Humpback Whale _Megaptera novaeangliae_ Photo_ NOAA

Whales can be seen off the coast of Huatulco generally from mid-December through March. The majority of whales that can be observed are humpbacks although blue whales, gray whales and orcas can also more rarely be seen.

Humpback Whale _Megaptera novaeangliae_ Credit_ Danielle Cholewiak_ NOAA NEFSC

The humpback is a favorite among whale watchers because of their spectacular movements of breeching (jumping out of the water) and slapping the surface. 

Humpbacks have the longest migratory voyage of any mammal, commonly traveling over 10,000 miles from feeding grounds in the north to calving grounds in subtropical or tropical waters.

The humpbacks passing through the waters off the coast of Huatulco belong to a distinct population segment classified as “threatened” by NOAA (National Oceanic and Atmospheric Administration). Several population groups exist throughout the world in all major oceans.

Distribution of the 14 identified humpback whale distinct population segments _NOAA

The humpbacks seen off the coast of Huatulco are from a population group originating in California/Oregon/Washington. They travel south during late fall and early winter to warm, low-latitude tropical waters of coastal Central America and Mexico to breed and give birth. They can be seen traveling in this direction off the coast of Huatulco from mid December through February.

During March and April, the humpbacks can be observed traveling back north to the coast of California to southern British Columbia. They spend summer and fall in the northern, cooler waters to feed to build up fat stores (blubber) to live off of in winter consuming up to 3000 pounds of food per day!

Mating activities take place in the warmer waters during winter and the gestation period lasts up to 11 months. Newborns are between 13-16 feet long and are weaned between 6-10 months after birth. Females have babies usually once every two years. As mammals, they nurse and provide milk to their young typically for one to two years depending on the length of time it takes to be able to survive on their own.

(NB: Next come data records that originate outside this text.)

//! Datenzugriff für den Preiskatalog

use std::collections::HashMap;

use rust_decimal::Decimal;
use sqlx::PgPool;

use crate::models::pricing::PricingItem;
use crate::utils::errors::AppResult;

pub struct PricingRepository {
    pool: PgPool,
}

impl PricingRepository {
    pub fn new(pool: PgPool) -> Self {
        Self { pool }
    }

    pub async fn find_active(&self) -> AppResult<Vec<PricingItem>> {
        let items = sqlx::query_as::<_, PricingItem>(
            "SELECT * FROM pricing_catalog WHERE is_active = TRUE ORDER BY item_key",
        )
        .fetch_all(&self.pool)
        .await?;

        Ok(items)
    }

    /// Aktive Katalogpreise als Map item_key -> Einzelpreis
    pub async fn active_price_map(&self) -> AppResult<HashMap<String, Decimal>> {
        let items = self.find_active().await?;

        Ok(items
            .into_iter()
            .map(|item| (item.item_key, item.unit_price))
            .collect())
    }
}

Bubble Feeding Humpback Whale Credit_ Christin Khan_ NOAA NEFSC

Humpbacks are baleen whales feeding by filtering plankton and small fish. They feed as individuals or in groups, sometimes “herding” small fish and plankton by encircling them with a bubble wall. This movement can sometimes be observed off of the coast of Huatulco.

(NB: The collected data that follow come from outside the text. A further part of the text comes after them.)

//! DTOs für Buchungen

use chrono::{DateTime, NaiveDate, Utc};
use rust_decimal::Decimal;
use serde::{Deserialize, Serialize};
use uuid::Uuid;
use validator::Validate;

use crate::models::booking::Booking;

/// Ein gebuchtes Extra (Schlüssel aus dem Preiskatalog + Menge)
#[derive(Debug, Clone, Serialize, Deserialize)]
pub struct ExtraItem {
    pub key: String,
    pub quantity: u32,
}

/// Request zum Anlegen einer Buchung
#[derive(Debug, Deserialize, Validate)]
pub struct CreateBookingRequest {
    #[validate(length(min = 2, max = 200))]
    pub customer_name: String,

    #[validate(email)]
    pub customer_email: String,

    pub customer_phone: Option<String>,
    pub customer_address: Option<String>,
    pub customer_id_number: Option<String>,
    pub customer_drivers_license: Option<String>,

    pub vehicle_id: Option<Uuid>,
    pub start_date: NaiveDate,
    pub end_date: NaiveDate,

    pub daily_rate: Option<Decimal>,
    pub service_fee: Option<Decimal>,
    pub deposit_amount: Option<Decimal>,
    pub unlimited_km_option: Option<bool>,
    pub additional_drivers: Option<Vec<String>>,
    pub extras: Option<Vec<ExtraItem>>,
}

/// Request zum Aktualisieren einer Buchung
#[derive(Debug, Deserialize, Validate)]
pub struct UpdateBookingRequest {
    #[validate(length(min = 2, max = 200))]
    pub customer_name: Option<String>,

    #[validate(email)]
    pub customer_email: Option<String>,

    pub customer_phone: Option<String>,
    pub customer_address: Option<String>,
    pub customer_id_number: Option<String>,
    pub customer_drivers_license: Option<String>,

    pub vehicle_id: Option<Uuid>,
    pub start_date: Option<NaiveDate>,
    pub end_date: Option<NaiveDate>,

    pub daily_rate: Option<Decimal>,
    pub service_fee: Option<Decimal>,
    pub deposit_amount: Option<Decimal>,
    pub unlimited_km_option: Option<bool>,
    pub additional_drivers: Option<Vec<String>>,
    pub extras: Option<Vec<ExtraItem>>,
}

/// Request für einen Statuswechsel
#[derive(Debug, Deserialize)]
pub struct UpdateBookingStatusRequest {
    pub status: String,
}

/// Buchungs-Response der API
#[derive(Debug, Serialize)]
pub struct BookingResponse {
    pub id: Uuid,
    pub booking_number: String,
    pub customer_name: String,
    pub customer_email: String,
    pub customer_phone: Option<String>,
    pub customer_address: Option<String>,
    pub vehicle_id: Option<Uuid>,
    pub start_date: NaiveDate,
    pub end_date: NaiveDate,
    pub daily_rate: Option<Decimal>,
    pub service_fee: Option<Decimal>,
    pub deposit_amount: Option<Decimal>,
    pub unlimited_km_option: bool,
    pub status: String,
    pub created_at: DateTime<Utc>,
}

impl From<Booking> for BookingResponse {
    fn from(booking: Booking) -> Self {
        Self {
            id: booking.id,
            booking_number: booking.booking_number,
            customer_name: booking.customer_name,
            customer_email: booking.customer_email,
            customer_phone: booking.customer_phone,
            customer_address: booking.customer_address,
            vehicle_id: booking.vehicle_id,
            start_date: booking.start_date,
            end_date: booking.end_date,
            daily_rate: booking.daily_rate,
            service_fee: booking.service_fee,
            deposit_amount: booking.deposit_amount,
            unlimited_km_option: booking.unlimited_km_option,
            status: booking.status,
            created_at: booking.created_at,
        }
    }
}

The humpback is especially known for its beautiful song. Males can sing for up to 20 minutes at a time and recent research has captured baby humpbacks whispering to their mothers. You can learn more about that  here and listen to a baby’s song.

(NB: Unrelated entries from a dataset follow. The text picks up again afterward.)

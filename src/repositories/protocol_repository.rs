//! Datenzugriff für Übergabe- und Rücknahmeprotokolle

use chrono::Utc;
use sqlx::PgPool;
use uuid::Uuid;

use crate::dto::protocol_dto::CreateProtocolRequest;
use crate::models::protocol::{Protocol, ProtocolType};
use crate::utils::errors::AppResult;

pub struct ProtocolRepository {
    pool: PgPool,
}

impl ProtocolRepository {
    pub fn new(pool: PgPool) -> Self {
        Self { pool }
    }

    pub async fn create(
        &self,
        booking_id: Uuid,
        protocol_type: ProtocolType,
        req: &CreateProtocolRequest,
    ) -> AppResult<Protocol> {
        let protocol = sqlx::query_as::<_, Protocol>(
            r#"
            INSERT INTO protocols (id, booking_id, protocol_type, mileage, fuel_level,
                                   fresh_water_tank, waste_water_tank, exterior_condition,
                                   interior_condition, equipment_checklist, damage_notes,
                                   additional_notes, photo_urls, id_card_photos,
                                   drivers_license_photos, customer_signature, staff_signature,
                                   completed_by, created_at)
            VALUES ($1, $2, $3, $4, $5, $6, $7, $8, $9, $10, $11, $12, $13, $14, $15, $16, $17, $18, $19)
            RETURNING *
            "#,
        )
        .bind(Uuid::new_v4())
        .bind(booking_id)
        .bind(protocol_type.as_str())
        .bind(req.mileage)
        .bind(&req.fuel_level)
        .bind(&req.fresh_water_tank)
        .bind(&req.waste_water_tank)
        .bind(&req.exterior_condition)
        .bind(&req.interior_condition)
        .bind(&req.equipment_checklist)
        .bind(&req.damage_notes)
        .bind(&req.additional_notes)
        .bind(&req.photo_urls)
        .bind(&req.id_card_photos)
        .bind(&req.drivers_license_photos)
        .bind(&req.customer_signature)
        .bind(&req.staff_signature)
        .bind(&req.completed_by)
        .bind(Utc::now())
        .fetch_one(&self.pool)
        .await?;

        Ok(protocol)
    }

    pub async fn find_by_id(&self, id: Uuid) -> AppResult<Option<Protocol>> {
        let protocol = sqlx::query_as::<_, Protocol>("SELECT * FROM protocols WHERE id = $1")
            .bind(id)
            .fetch_optional(&self.pool)
            .await?;

        Ok(protocol)
    }

    pub async fn find_by_booking(&self, booking_id: Uuid) -> AppResult<Vec<Protocol>> {
        let protocols = sqlx::query_as::<_, Protocol>(
            "SELECT * FROM protocols WHERE booking_id = $1 ORDER BY created_at ASC",
        )
        .bind(booking_id)
        .fetch_all(&self.pool)
        .await?;

        Ok(protocols)
    }

    /// Prüft, ob für die Buchung bereits ein Protokoll dieses Typs existiert
    pub async fn exists_for_booking(
        &self,
        booking_id: Uuid,
        protocol_type: ProtocolType,
    ) -> AppResult<bool> {
        let result: (bool,) = sqlx::query_as(
            "SELECT EXISTS(SELECT 1 FROM protocols WHERE booking_id = $1 AND protocol_type = $2)",
        )
        .bind(booking_id)
        .bind(protocol_type.as_str())
        .fetch_one(&self.pool)
        .await?;

        Ok(result.0)
    }
}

Primarily dark grey with some white, the humpback whale’s scientific name, Megaptera novaeangliae, means “big-winged New Englander. ” (Europeans first observed the whale in New England.) Their long fins or “big wings” allow them to maneuver their big bodies with ease; the fins allow them to slow down or even go backwards.

Whales can frequently be seen from the shore in Huatulco. If you’d like to get a closer look, take a marine boat tour.  Maybe you will be lucky enough to see one close up!